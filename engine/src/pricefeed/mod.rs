//! Price-feed scheduler and aggregator: two timers per feed (update,
//! heartbeat) fan into a bounded channel; workers fetch every active
//! source in parallel, aggregate by weighted median (weights ignored),
//! gate publication on deviation/heartbeat, and publish via the
//! Transaction Manager (spec.md §4.3).

use std::collections::HashMap;
use std::sync::Arc;
use std::time::Duration;

use async_trait::async_trait;
use dashmap::DashSet;
use rust_decimal::Decimal;
use service_core::amount::Amount;
use service_core::domain::{PriceDatum, PriceFeed, PriceSource, Priority, Signer, TransactionType};
use service_core::error::EngineError;
use service_core::ids::PriceFeedId;
use service_core::time::get_current_time_in_seconds;
use tokio::sync::{mpsc, watch, Mutex};
use tokio::time::interval;

use crate::net::{fetch_json, validate_outbound_url};
use crate::oracle::{apply_auth, extract, parse_body};
use crate::transaction::{CreateTransactionRequest, TransactionManager};

#[async_trait]
pub trait PriceFeedRepository: Send + Sync {
    async fn insert(&self, feed: PriceFeed) -> Result<(), EngineError>;
    async fn get(&self, id: PriceFeedId) -> Result<Option<PriceFeed>, EngineError>;
    async fn list_active(&self) -> Result<Vec<PriceFeed>, EngineError>;
    async fn update(&self, feed: PriceFeed) -> Result<(), EngineError>;
    async fn append_datum(&self, datum: PriceDatum) -> Result<(), EngineError>;
    async fn history(&self, id: PriceFeedId, page: usize, page_size: usize) -> Result<Vec<PriceDatum>, EngineError>;
    async fn latest(&self, id: PriceFeedId) -> Result<Option<PriceDatum>, EngineError>;
}

#[derive(Default)]
struct Store {
    feeds: HashMap<PriceFeedId, PriceFeed>,
    history: HashMap<PriceFeedId, Vec<PriceDatum>>,
}

pub struct InMemoryPriceFeedRepository {
    store: Mutex<Store>,
}

impl InMemoryPriceFeedRepository {
    pub fn new() -> Arc<Self> {
        Arc::new(Self { store: Mutex::new(Store::default()) })
    }
}

#[async_trait]
impl PriceFeedRepository for InMemoryPriceFeedRepository {
    async fn insert(&self, feed: PriceFeed) -> Result<(), EngineError> {
        self.store.lock().await.feeds.insert(feed.id, feed);
        Ok(())
    }

    async fn get(&self, id: PriceFeedId) -> Result<Option<PriceFeed>, EngineError> {
        Ok(self.store.lock().await.feeds.get(&id).cloned())
    }

    async fn list_active(&self) -> Result<Vec<PriceFeed>, EngineError> {
        Ok(self.store.lock().await.feeds.values().filter(|f| f.active).cloned().collect())
    }

    async fn update(&self, feed: PriceFeed) -> Result<(), EngineError> {
        self.store.lock().await.feeds.insert(feed.id, feed);
        Ok(())
    }

    async fn append_datum(&self, datum: PriceDatum) -> Result<(), EngineError> {
        self.store.lock().await.history.entry(datum.feed_id).or_default().push(datum);
        Ok(())
    }

    async fn history(&self, id: PriceFeedId, page: usize, page_size: usize) -> Result<Vec<PriceDatum>, EngineError> {
        let store = self.store.lock().await;
        let Some(entries) = store.history.get(&id) else { return Ok(Vec::new()) };
        Ok(entries.iter().rev().skip(page * page_size).take(page_size).cloned().collect())
    }

    async fn latest(&self, id: PriceFeedId) -> Result<Option<PriceDatum>, EngineError> {
        let store = self.store.lock().await;
        Ok(store.history.get(&id).and_then(|entries| entries.last().cloned()))
    }
}

/// Weighted-median-ignoring-weights aggregation over per-source quotes
/// (spec.md §4.3.2 step 2): two values average; more than two, sort and
/// take the middle (averaging the two centre values on an even count).
/// Weights are accepted on [`PriceSource::Http`] for future expansion but
/// are not consulted here (spec.md §9).
pub fn aggregate(quotes: &[(String, Decimal)]) -> Option<Decimal> {
    if quotes.is_empty() {
        return None;
    }
    let mut values: Vec<Decimal> = quotes.iter().map(|(_, v)| *v).collect();
    values.sort();
    let n = values.len();
    if n == 1 {
        return Some(values[0]);
    }
    if n.is_multiple_of(2) {
        Some((values[n / 2 - 1] + values[n / 2]) / Decimal::from(2))
    } else {
        Some(values[n / 2])
    }
}

fn percent_deviation(previous: Decimal, next: Decimal) -> Decimal {
    if previous.is_zero() {
        return Decimal::MAX;
    }
    ((next - previous) / previous).abs() * Decimal::from(10_000)
}

pub struct PriceFeedEngineConfig {
    pub tick_interval: Duration,
    pub source_timeout: Duration,
    pub channel_capacity: usize,
}

impl Default for PriceFeedEngineConfig {
    fn default() -> Self {
        Self {
            tick_interval: Duration::from_secs(service_core::config::DEFAULT_PRICEFEED_TICK_SECS),
            source_timeout: Duration::from_secs(5),
            channel_capacity: 64,
        }
    }
}

/// Owns the per-feed timer scheduler and the update workers that drain its
/// channel. `spawn` arms one update timer and one heartbeat timer per
/// active feed; both push the feed id onto the same bounded channel.
pub struct PriceFeedEngine {
    repo: Arc<dyn PriceFeedRepository>,
    tx_manager: Arc<TransactionManager>,
    publish_signer: Signer,
    publish_gas_account: service_core::ids::GasAccountId,
    http: reqwest::Client,
    config: PriceFeedEngineConfig,
    in_flight: Arc<DashSet<PriceFeedId>>,
    shutdown: watch::Sender<bool>,
}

**Task to carry out**
Please filter the listing down to lines that include the word "PriceFeedEngineConfig".

**Answer section**
pub struct PriceFeedEngineConfig {
impl Default for PriceFeedEngineConfig {
    config: PriceFeedEngineConfig,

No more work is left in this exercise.